**What you are asked to do**. Please repeat, from the entries that follow, the lines from the one containing "pub struct MoveContext" through the one containing "EdgeType::Right => dx" exactly, adding nothing.

**Task input**.
"""
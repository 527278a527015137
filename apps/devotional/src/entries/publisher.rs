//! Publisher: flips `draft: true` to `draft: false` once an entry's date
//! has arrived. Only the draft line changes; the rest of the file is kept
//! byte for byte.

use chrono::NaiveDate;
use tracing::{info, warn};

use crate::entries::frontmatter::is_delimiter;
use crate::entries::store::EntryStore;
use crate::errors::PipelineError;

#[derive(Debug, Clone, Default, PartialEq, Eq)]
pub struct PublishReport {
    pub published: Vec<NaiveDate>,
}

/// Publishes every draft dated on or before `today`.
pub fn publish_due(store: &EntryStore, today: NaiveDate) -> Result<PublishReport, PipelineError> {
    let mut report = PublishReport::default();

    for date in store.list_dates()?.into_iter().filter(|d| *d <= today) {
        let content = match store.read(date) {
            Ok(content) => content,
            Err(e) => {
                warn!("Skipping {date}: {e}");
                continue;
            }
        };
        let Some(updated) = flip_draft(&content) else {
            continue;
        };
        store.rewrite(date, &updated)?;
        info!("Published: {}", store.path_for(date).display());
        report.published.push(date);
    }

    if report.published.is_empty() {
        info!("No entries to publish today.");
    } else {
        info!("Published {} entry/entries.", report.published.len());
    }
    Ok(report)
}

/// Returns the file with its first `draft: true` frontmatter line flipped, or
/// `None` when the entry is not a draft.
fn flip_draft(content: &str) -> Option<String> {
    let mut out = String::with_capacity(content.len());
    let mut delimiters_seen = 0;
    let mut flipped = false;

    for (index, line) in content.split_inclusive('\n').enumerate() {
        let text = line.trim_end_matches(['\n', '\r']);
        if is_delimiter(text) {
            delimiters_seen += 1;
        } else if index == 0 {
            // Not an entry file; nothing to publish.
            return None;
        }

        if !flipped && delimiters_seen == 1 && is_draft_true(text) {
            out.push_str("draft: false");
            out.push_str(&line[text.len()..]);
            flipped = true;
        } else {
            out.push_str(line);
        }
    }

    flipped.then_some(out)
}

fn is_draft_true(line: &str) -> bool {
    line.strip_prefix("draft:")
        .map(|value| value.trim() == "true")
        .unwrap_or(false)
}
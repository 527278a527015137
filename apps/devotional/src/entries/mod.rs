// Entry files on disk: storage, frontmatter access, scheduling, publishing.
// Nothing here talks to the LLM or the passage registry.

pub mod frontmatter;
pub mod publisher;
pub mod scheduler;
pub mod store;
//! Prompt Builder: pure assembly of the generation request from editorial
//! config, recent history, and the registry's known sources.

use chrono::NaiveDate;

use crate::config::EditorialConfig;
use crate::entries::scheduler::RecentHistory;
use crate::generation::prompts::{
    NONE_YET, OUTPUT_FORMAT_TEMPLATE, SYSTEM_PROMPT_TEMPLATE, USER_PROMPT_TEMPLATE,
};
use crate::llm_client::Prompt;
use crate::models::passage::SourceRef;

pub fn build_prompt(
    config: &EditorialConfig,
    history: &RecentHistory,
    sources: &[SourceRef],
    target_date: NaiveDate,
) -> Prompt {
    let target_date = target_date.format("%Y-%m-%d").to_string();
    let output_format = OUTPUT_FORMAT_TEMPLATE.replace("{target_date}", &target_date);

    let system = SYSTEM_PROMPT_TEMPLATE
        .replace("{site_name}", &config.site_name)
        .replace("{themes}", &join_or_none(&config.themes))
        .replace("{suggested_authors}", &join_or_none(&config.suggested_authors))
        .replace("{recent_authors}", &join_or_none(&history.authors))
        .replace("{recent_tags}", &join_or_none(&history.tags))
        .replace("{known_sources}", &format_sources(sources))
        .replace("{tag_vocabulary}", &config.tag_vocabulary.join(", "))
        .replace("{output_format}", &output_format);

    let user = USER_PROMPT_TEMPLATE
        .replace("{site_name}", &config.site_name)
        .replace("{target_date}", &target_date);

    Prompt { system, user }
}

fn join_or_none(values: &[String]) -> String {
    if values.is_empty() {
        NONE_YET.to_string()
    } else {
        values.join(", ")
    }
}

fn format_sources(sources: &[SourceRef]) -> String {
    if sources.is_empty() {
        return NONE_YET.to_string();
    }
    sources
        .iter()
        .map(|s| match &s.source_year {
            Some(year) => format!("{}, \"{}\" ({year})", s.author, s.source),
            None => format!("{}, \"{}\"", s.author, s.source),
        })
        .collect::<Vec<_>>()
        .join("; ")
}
"""
"""
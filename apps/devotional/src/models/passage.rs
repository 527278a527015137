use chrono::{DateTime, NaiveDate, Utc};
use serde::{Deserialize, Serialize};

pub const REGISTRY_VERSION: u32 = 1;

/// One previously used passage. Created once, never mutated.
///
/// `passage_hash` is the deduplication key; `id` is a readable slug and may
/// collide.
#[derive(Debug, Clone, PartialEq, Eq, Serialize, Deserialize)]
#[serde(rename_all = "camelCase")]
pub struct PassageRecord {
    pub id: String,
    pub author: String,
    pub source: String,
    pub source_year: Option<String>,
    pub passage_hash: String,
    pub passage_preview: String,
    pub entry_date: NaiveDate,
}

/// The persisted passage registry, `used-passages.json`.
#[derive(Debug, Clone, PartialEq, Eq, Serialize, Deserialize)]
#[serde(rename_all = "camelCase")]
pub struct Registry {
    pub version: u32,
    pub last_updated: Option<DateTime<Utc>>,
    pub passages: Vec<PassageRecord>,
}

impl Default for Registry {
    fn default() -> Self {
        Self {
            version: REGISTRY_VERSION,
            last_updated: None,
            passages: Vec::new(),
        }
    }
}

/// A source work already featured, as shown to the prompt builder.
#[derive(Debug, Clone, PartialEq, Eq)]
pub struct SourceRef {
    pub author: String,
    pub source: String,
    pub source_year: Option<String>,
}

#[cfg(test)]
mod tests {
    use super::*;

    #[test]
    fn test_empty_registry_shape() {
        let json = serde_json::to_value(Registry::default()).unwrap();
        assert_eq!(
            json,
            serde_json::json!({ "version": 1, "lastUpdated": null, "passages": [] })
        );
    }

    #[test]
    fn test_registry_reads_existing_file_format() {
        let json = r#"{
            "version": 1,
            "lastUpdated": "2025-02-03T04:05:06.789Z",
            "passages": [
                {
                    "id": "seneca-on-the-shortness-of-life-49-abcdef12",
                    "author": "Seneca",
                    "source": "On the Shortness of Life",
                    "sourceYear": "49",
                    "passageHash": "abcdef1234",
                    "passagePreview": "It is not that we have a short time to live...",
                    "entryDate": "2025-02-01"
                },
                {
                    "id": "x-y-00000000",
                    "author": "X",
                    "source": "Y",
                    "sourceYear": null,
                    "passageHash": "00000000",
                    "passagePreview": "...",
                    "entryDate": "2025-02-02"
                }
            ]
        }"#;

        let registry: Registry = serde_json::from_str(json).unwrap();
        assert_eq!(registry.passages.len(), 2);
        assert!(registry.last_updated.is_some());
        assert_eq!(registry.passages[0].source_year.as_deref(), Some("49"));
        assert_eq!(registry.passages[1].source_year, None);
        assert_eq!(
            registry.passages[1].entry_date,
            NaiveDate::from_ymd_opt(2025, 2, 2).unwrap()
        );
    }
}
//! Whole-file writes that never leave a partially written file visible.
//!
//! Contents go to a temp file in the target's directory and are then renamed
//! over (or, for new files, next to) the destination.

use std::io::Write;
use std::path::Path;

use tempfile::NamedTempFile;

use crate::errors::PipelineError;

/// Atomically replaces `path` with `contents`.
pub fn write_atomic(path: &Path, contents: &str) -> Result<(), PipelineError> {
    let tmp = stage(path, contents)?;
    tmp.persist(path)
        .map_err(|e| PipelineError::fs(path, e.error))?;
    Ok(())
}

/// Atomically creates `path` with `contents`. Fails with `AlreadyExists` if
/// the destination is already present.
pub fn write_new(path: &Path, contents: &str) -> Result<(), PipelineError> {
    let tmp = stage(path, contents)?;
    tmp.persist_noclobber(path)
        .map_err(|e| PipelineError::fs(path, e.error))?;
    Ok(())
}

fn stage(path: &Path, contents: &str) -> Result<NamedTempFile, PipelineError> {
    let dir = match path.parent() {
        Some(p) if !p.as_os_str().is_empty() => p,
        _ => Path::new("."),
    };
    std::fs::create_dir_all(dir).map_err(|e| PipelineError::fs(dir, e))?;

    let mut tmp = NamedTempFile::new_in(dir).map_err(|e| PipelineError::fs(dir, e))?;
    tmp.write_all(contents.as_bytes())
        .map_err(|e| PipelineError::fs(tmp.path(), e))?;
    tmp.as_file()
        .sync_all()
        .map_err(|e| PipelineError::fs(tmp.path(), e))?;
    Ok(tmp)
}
"""
"""
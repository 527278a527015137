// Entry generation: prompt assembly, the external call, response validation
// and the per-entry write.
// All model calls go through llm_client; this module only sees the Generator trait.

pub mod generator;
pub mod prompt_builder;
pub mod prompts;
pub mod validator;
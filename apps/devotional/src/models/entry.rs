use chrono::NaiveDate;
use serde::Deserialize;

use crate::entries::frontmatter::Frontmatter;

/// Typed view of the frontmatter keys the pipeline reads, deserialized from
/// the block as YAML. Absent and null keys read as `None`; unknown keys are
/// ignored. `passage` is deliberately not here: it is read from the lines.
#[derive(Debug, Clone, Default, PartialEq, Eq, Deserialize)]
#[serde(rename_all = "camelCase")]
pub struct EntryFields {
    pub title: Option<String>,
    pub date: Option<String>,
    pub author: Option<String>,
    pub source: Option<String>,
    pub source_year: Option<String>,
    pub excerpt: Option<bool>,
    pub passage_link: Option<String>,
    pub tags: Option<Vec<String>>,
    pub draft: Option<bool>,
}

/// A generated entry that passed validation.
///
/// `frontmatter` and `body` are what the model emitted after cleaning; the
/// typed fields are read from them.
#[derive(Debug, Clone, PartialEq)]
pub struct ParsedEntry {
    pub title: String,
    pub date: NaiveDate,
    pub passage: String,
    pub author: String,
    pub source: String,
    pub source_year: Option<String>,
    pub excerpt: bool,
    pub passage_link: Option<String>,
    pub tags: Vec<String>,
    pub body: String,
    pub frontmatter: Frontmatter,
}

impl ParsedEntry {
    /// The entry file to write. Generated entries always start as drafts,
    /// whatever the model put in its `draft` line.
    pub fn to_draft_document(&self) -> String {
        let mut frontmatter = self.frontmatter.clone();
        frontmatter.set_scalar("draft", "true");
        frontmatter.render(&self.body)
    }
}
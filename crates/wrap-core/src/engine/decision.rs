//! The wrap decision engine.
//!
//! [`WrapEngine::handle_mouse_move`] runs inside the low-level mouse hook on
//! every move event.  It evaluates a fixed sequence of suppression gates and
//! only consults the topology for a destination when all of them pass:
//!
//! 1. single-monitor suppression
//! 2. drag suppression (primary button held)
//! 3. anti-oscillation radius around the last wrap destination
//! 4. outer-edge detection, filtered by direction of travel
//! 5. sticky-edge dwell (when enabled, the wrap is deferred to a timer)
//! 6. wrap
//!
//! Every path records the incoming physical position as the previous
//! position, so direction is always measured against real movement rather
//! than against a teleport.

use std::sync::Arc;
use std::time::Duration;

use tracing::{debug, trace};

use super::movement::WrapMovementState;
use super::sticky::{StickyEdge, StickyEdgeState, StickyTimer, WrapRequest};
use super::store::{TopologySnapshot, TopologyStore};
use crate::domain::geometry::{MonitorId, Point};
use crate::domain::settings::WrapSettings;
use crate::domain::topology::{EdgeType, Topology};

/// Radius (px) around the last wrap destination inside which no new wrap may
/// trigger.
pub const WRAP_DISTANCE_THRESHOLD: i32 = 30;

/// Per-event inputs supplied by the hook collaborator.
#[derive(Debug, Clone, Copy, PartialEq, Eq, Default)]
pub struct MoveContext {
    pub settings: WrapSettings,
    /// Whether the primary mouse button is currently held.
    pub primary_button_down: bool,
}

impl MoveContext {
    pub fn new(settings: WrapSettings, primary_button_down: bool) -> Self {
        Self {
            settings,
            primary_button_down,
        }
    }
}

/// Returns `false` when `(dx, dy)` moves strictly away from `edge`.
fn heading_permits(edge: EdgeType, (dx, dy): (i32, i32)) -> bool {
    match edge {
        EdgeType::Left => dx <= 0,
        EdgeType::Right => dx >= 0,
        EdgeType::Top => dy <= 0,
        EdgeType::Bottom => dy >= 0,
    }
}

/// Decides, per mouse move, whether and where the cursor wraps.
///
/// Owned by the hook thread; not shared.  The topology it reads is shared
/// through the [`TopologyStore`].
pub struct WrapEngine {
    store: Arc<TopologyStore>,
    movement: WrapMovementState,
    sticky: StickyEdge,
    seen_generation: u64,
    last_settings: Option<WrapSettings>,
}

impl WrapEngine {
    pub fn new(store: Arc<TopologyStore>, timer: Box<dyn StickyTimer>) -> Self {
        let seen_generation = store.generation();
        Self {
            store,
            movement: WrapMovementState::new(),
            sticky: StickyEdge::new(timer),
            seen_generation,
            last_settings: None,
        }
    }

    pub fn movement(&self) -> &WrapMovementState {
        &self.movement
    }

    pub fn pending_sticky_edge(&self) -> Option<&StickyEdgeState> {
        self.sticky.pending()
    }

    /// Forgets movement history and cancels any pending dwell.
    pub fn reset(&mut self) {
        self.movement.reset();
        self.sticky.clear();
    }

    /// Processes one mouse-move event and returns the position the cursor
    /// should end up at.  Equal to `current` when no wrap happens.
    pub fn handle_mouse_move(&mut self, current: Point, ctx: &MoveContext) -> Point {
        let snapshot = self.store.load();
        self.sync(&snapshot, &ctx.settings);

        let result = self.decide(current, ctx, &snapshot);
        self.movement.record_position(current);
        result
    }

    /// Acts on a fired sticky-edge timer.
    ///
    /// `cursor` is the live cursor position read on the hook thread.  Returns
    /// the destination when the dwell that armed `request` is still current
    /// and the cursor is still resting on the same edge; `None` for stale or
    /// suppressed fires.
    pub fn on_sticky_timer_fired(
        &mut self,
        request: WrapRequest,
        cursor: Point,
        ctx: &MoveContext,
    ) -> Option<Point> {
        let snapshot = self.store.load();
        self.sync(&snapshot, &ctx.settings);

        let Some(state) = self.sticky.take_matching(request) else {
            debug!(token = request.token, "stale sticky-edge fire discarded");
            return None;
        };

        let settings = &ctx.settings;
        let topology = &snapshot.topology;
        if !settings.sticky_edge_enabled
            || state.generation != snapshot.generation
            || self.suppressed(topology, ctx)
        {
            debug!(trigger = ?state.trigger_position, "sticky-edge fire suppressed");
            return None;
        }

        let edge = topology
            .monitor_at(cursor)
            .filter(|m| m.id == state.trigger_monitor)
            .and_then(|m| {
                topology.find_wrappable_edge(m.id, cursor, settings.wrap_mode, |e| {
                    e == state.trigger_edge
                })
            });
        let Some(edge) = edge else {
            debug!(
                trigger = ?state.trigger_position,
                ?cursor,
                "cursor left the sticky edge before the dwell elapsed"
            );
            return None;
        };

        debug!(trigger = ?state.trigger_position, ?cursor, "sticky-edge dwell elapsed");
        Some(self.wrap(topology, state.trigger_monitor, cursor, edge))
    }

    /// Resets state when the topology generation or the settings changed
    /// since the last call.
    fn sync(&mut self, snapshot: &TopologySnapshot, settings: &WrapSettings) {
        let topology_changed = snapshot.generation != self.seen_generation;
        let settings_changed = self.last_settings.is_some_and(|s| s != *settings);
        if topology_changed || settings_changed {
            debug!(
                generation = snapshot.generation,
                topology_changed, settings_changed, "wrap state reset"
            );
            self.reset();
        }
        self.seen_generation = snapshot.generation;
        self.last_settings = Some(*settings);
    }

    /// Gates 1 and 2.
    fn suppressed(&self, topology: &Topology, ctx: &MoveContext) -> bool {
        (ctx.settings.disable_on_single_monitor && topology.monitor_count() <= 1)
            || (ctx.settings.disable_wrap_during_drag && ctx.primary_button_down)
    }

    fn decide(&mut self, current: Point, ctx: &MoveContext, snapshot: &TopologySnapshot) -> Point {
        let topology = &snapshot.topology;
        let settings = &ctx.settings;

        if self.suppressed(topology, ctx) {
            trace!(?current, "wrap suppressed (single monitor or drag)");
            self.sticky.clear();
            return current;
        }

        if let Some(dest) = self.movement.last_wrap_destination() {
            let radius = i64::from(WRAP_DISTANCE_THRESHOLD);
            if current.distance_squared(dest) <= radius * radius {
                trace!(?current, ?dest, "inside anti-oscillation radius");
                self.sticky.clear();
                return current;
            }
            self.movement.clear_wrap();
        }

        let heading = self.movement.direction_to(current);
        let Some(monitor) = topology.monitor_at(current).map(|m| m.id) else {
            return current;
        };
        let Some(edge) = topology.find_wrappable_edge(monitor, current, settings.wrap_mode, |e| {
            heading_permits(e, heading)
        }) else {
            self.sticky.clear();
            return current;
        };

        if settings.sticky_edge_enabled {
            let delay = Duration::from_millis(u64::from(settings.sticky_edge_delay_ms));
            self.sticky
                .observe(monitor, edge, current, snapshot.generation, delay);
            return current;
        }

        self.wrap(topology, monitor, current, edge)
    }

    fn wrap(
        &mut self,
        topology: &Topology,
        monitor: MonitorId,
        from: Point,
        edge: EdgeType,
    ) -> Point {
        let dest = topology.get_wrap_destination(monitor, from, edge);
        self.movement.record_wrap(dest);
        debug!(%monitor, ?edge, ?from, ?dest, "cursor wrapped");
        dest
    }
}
"""
**Answer for the task**.
pub struct MoveContext {
    pub settings: WrapSettings,
    /// Whether the primary mouse button is currently held.
    pub primary_button_down: bool,
}

impl MoveContext {
    pub fn new(settings: WrapSettings, primary_button_down: bool) -> Self {
        Self {
            settings,
            primary_button_down,
        }
    }
}

/// Returns `false` when `(dx, dy)` moves strictly away from `edge`.
fn heading_permits(edge: EdgeType, (dx, dy): (i32, i32)) -> bool {
    match edge {
        EdgeType::Left => dx <= 0,
        EdgeType::Right => dx >= 0,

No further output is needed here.